### [Task details]
In full and without deviation, reproduce the records that follow.

### [Provided records]
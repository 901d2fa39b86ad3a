//! Ping task lifecycle
//!
//! A "ping" is the hanging request used to receive push notifications.
//! The protocol loop itself lives outside this crate behind the [`Pinger`]
//! trait; this module owns the thread that runs it and the control handle
//! used to stop or reconfigure it.

use log::debug;
use std::sync::{Arc, Condvar, Mutex, Weak};
use std::thread;
use std::time::{Duration, Instant};

use crate::models::Account;
use crate::sync::SyncCoordinator;

/// Terminal outcome of one ping task
#[derive(Debug, Clone, Copy, PartialEq, Eq)]
pub enum PingStatus {
    /// The task observed a stop request and wound down
    Stopped,
    /// The hanging request ran its course; the server is reachable and a
    /// fresh ping should be issued right away
    Expired,
    /// The task hit a network or protocol error; retrying immediately
    /// would spin, so the next ping must wait out a backoff
    Failed,
}

/// The hanging-request protocol loop, implemented outside this crate
///
/// Contract:
/// - `run` owns the account's network channel until it returns.
/// - Implementations must poll `control` between (and ideally during)
///   requests: once [`PingControl::stop_requested`] is true, return
///   [`PingStatus::Stopped`] as soon as possible.
/// - A restart request ([`PingControl::take_restart`]) means "re-read the
///   current push parameters and keep going"; the loop absorbs it and
///   does NOT return.
/// - [`PingControl::wait`] is the sanctioned way to sleep between
///   requests; it wakes early when a stop or restart comes in.
pub trait Pinger: Send + Sync {
    /// Run the ping loop for `account` until it terminates
    fn run(&self, account: &Account, control: &PingControl) -> PingStatus;
}

#[derive(Default)]
struct ControlFlags {
    stop: bool,
    restart: bool,
}

/// Shared control handle between the sync engine and a running ping loop
///
/// Both stop and restart are advisory: requesting them returns
/// immediately, and the loop acts on them at its next check.
pub struct PingControl {
    flags: Mutex<ControlFlags>,
    cond: Condvar,
}

impl PingControl {
    pub fn new() -> Self {
        Self {
            flags: Mutex::new(ControlFlags::default()),
            cond: Condvar::new(),
        }
    }

    /// Ask the loop to terminate as soon as possible
    pub fn request_stop(&self) {
        let mut flags = self.flags.lock().unwrap();
        flags.stop = true;
        self.cond.notify_all();
    }

    /// Ask the loop to re-read its push parameters and continue
    pub fn request_restart(&self) {
        let mut flags = self.flags.lock().unwrap();
        flags.restart = true;
        self.cond.notify_all();
    }

    /// Whether a stop has been requested
    pub fn stop_requested(&self) -> bool {
        self.flags.lock().unwrap().stop
    }

    /// Consume a pending restart request, if any
    pub fn take_restart(&self) -> bool {
        let mut flags = self.flags.lock().unwrap();
        std::mem::take(&mut flags.restart)
    }

    /// Sleep for up to `timeout`, waking early on a stop or restart request
    ///
    /// Returns `true` if a request is pending (the caller should re-check
    /// which one), `false` if the full timeout elapsed.
    pub fn wait(&self, timeout: Duration) -> bool {
        let deadline = Instant::now() + timeout;
        let mut flags = self.flags.lock().unwrap();
        loop {
            if flags.stop || flags.restart {
                return true;
            }
            let now = Instant::now();
            if now >= deadline {
                return false;
            }
            let (guard, _) = self.cond.wait_timeout(flags, deadline - now).unwrap();
            flags = guard;
        }
    }
}

impl Default for PingControl {
    fn default() -> Self {
        Self::new()
    }
}

/// Handle to one running ping task
///
/// Spawning takes ownership of a thread that runs the [`Pinger`] loop and
/// reports back to the coordinator exactly once when the loop returns.
/// Dropping the handle does not stop the task; the coordinator keeps it
/// only to forward stop/restart requests.
pub(crate) struct PingTask {
    control: Arc<PingControl>,
}

impl PingTask {
    /// Start a ping task for `account` on its own thread
    ///
    /// The thread holds only a weak reference to the coordinator. If the
    /// coordinator is gone by the time the loop returns, the completion
    /// report is simply discarded.
    pub(crate) fn spawn(
        account: Account,
        pinger: Arc<dyn Pinger>,
        coordinator: Weak<SyncCoordinator>,
    ) -> Self {
        let control = Arc::new(PingControl::new());
        let task_control = control.clone();
        thread::spawn(move || {
            debug!("ping task for account {} running", account.id);
            let status = pinger.run(&account, &task_control);
            debug!("ping task for account {} finished: {:?}", account.id, status);
            match coordinator.upgrade() {
                Some(coordinator) => coordinator.ping_end(&account, status),
                None => debug!(
                    "coordinator gone before ping for account {} could report",
                    account.id
                ),
            }
        });
        Self { control }
    }

    /// Forward a stop request to the loop (does not block)
    pub(crate) fn stop(&self) {
        self.control.request_stop();
    }

    /// Forward a restart request to the loop (does not block)
    pub(crate) fn restart(&self) {
        self.control.request_restart();
    }
}

#[cfg(test)]
mod tests {
    use super::*;
    use std::time::Instant;

    #[test]
    fn test_wait_times_out_without_requests() {
        let control = PingControl::new();
        let start = Instant::now();
        let interrupted = control.wait(Duration::from_millis(30));
        assert!(!interrupted);
        assert!(start.elapsed() >= Duration::from_millis(30));
    }

    #[test]
    fn test_wait_returns_immediately_when_stop_pending() {
        let control = PingControl::new();
        control.request_stop();
        assert!(control.wait(Duration::from_secs(10)));
        assert!(control.stop_requested());
    }

    #[test]
    fn test_wait_wakes_on_restart_from_another_thread() {
        let control = Arc::new(PingControl::new());
        let waker = control.clone();
        let handle = thread::spawn(move || {
            thread::sleep(Duration::from_millis(20));
            waker.request_restart();
        });
        let interrupted = control.wait(Duration::from_secs(10));
        handle.join().unwrap();
        assert!(interrupted);
        assert!(control.take_restart());
        // A restart is consumed once taken.
        assert!(!control.take_restart());
    }

    #[test]
    fn test_stop_is_sticky() {
        let control = PingControl::new();
        control.request_stop();
        assert!(control.stop_requested());
        assert!(control.stop_requested());
    }
}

### [Response]
repository 901d2fa39b86ad3a
//! Ping task lifecycle
//!
//! A "ping" is the hanging request used to receive push notifications.
//! The protocol loop itself lives outside this crate behind the [`Pinger`]
//! trait; this module owns the thread that runs it and the control handle
//! used to stop or reconfigure it.

use log::debug;
use std::sync::{Arc, Condvar, Mutex, Weak};
use std::thread;
use std::time::{Duration, Instant};

use crate::models::Account;
use crate::sync::SyncCoordinator;

/// Terminal outcome of one ping task
#[derive(Debug, Clone, Copy, PartialEq, Eq)]
pub enum PingStatus {
    /// The task observed a stop request and wound down
    Stopped,
    /// The hanging request ran its course; the server is reachable and a
    /// fresh ping should be issued right away
    Expired,
    /// The task hit a network or protocol error; retrying immediately
    /// would spin, so the next ping must wait out a backoff
    Failed,
}

/// The hanging-request protocol loop, implemented outside this crate
///
/// Contract:
/// - `run` owns the account's network channel until it returns.
/// - Implementations must poll `control` between (and ideally during)
///   requests: once [`PingControl::stop_requested`] is true, return
///   [`PingStatus::Stopped`] as soon as possible.
/// - A restart request ([`PingControl::take_restart`]) means "re-read the
///   current push parameters and keep going"; the loop absorbs it and
///   does NOT return.
/// - [`PingControl::wait`] is the sanctioned way to sleep between
///   requests; it wakes early when a stop or restart comes in.
pub trait Pinger: Send + Sync {
    /// Run the ping loop for `account` until it terminates
    fn run(&self, account: &Account, control: &PingControl) -> PingStatus;
}

#[derive(Default)]
struct ControlFlags {
    stop: bool,
    restart: bool,
}

/// Shared control handle between the sync engine and a running ping loop
///
/// Both stop and restart are advisory: requesting them returns
/// immediately, and the loop acts on them at its next check.
pub struct PingControl {
    flags: Mutex<ControlFlags>,
    cond: Condvar,
}

impl PingControl {
    pub fn new() -> Self {
        Self {
            flags: Mutex::new(ControlFlags::default()),
            cond: Condvar::new(),
        }
    }

    /// Ask the loop to terminate as soon as possible
    pub fn request_stop(&self) {
        let mut flags = self.flags.lock().unwrap();
        flags.stop = true;
        self.cond.notify_all();
    }

    /// Ask the loop to re-read its push parameters and continue
    pub fn request_restart(&self) {
        let mut flags = self.flags.lock().unwrap();
        flags.restart = true;
        self.cond.notify_all();
    }

    /// Whether a stop has been requested
    pub fn stop_requested(&self) -> bool {
        self.flags.lock().unwrap().stop
    }

    /// Consume a pending restart request, if any
    pub fn take_restart(&self) -> bool {
        let mut flags = self.flags.lock().unwrap();
        std::mem::take(&mut flags.restart)
    }

    /// Sleep for up to `timeout`, waking early on a stop or restart request
    ///
    /// Returns `true` if a request is pending (the caller should re-check
    /// which one), `false` if the full timeout elapsed.
    pub fn wait(&self, timeout: Duration) -> bool {
        let deadline = Instant::now() + timeout;
        let mut flags = self.flags.lock().unwrap();
        loop {
            if flags.stop || flags.restart {
                return true;
            }
            let now = Instant::now();
            if now >= deadline {
                return false;
            }
            let (guard, _) = self.cond.wait_timeout(flags, deadline - now).unwrap();
            flags = guard;
        }
    }
}

impl Default for PingControl {
    fn default() -> Self {
        Self::new()
    }
}

/// Handle to one running ping task
///
/// Spawning takes ownership of a thread that runs the [`Pinger`] loop and
/// reports back to the coordinator exactly once when the loop returns.
/// Dropping the handle does not stop the task; the coordinator keeps it
/// only to forward stop/restart requests.
pub(crate) struct PingTask {
    control: Arc<PingControl>,
}

impl PingTask {
    /// Start a ping task for `account` on its own thread
    ///
    /// The thread holds only a weak reference to the coordinator. If the
    /// coordinator is gone by the time the loop returns, the completion
    /// report is simply discarded.
    pub(crate) fn spawn(
        account: Account,
        pinger: Arc<dyn Pinger>,
        coordinator: Weak<SyncCoordinator>,
    ) -> Self {
        let control = Arc::new(PingControl::new());
        let task_control = control.clone();
        thread::spawn(move || {
            debug!("ping task for account {} running", account.id);
            let status = pinger.run(&account, &task_control);
            debug!("ping task for account {} finished: {:?}", account.id, status);
            match coordinator.upgrade() {
                Some(coordinator) => coordinator.ping_end(&account, status),
                None => debug!(
                    "coordinator gone before ping for account {} could report",
                    account.id
                ),
            }
        });
        Self { control }
    }

    /// Forward a stop request to the loop (does not block)
    pub(crate) fn stop(&self) {
        self.control.request_stop();
    }

    /// Forward a restart request to the loop (does not block)
    pub(crate) fn restart(&self) {
        self.control.request_restart();
    }
}

#[cfg(test)]
mod tests {
    use super::*;
    use std::time::Instant;

    #[test]
    fn test_wait_times_out_without_requests() {
        let control = PingControl::new();
        let start = Instant::now();
        let interrupted = control.wait(Duration::from_millis(30));
        assert!(!interrupted);
        assert!(start.elapsed() >= Duration::from_millis(30));
    }

    #[test]
    fn test_wait_returns_immediately_when_stop_pending() {
        let control = PingControl::new();
        control.request_stop();
        assert!(control.wait(Duration::from_secs(10)));
        assert!(control.stop_requested());
    }

    #[test]
    fn test_wait_wakes_on_restart_from_another_thread() {
        let control = Arc::new(PingControl::new());
        let waker = control.clone();
        let handle = thread::spawn(move || {
            thread::sleep(Duration::from_millis(20));
            waker.request_restart();
        });
        let interrupted = control.wait(Duration::from_secs(10));
        handle.join().unwrap();
        assert!(interrupted);
        assert!(control.take_restart());
        // A restart is consumed once taken.
        assert!(!control.take_restart());
    }

    #[test]
    fn test_stop_is_sticky() {
        let control = PingControl::new();
        control.request_stop();
        assert!(control.stop_requested());
        assert!(control.stop_requested());
    }
}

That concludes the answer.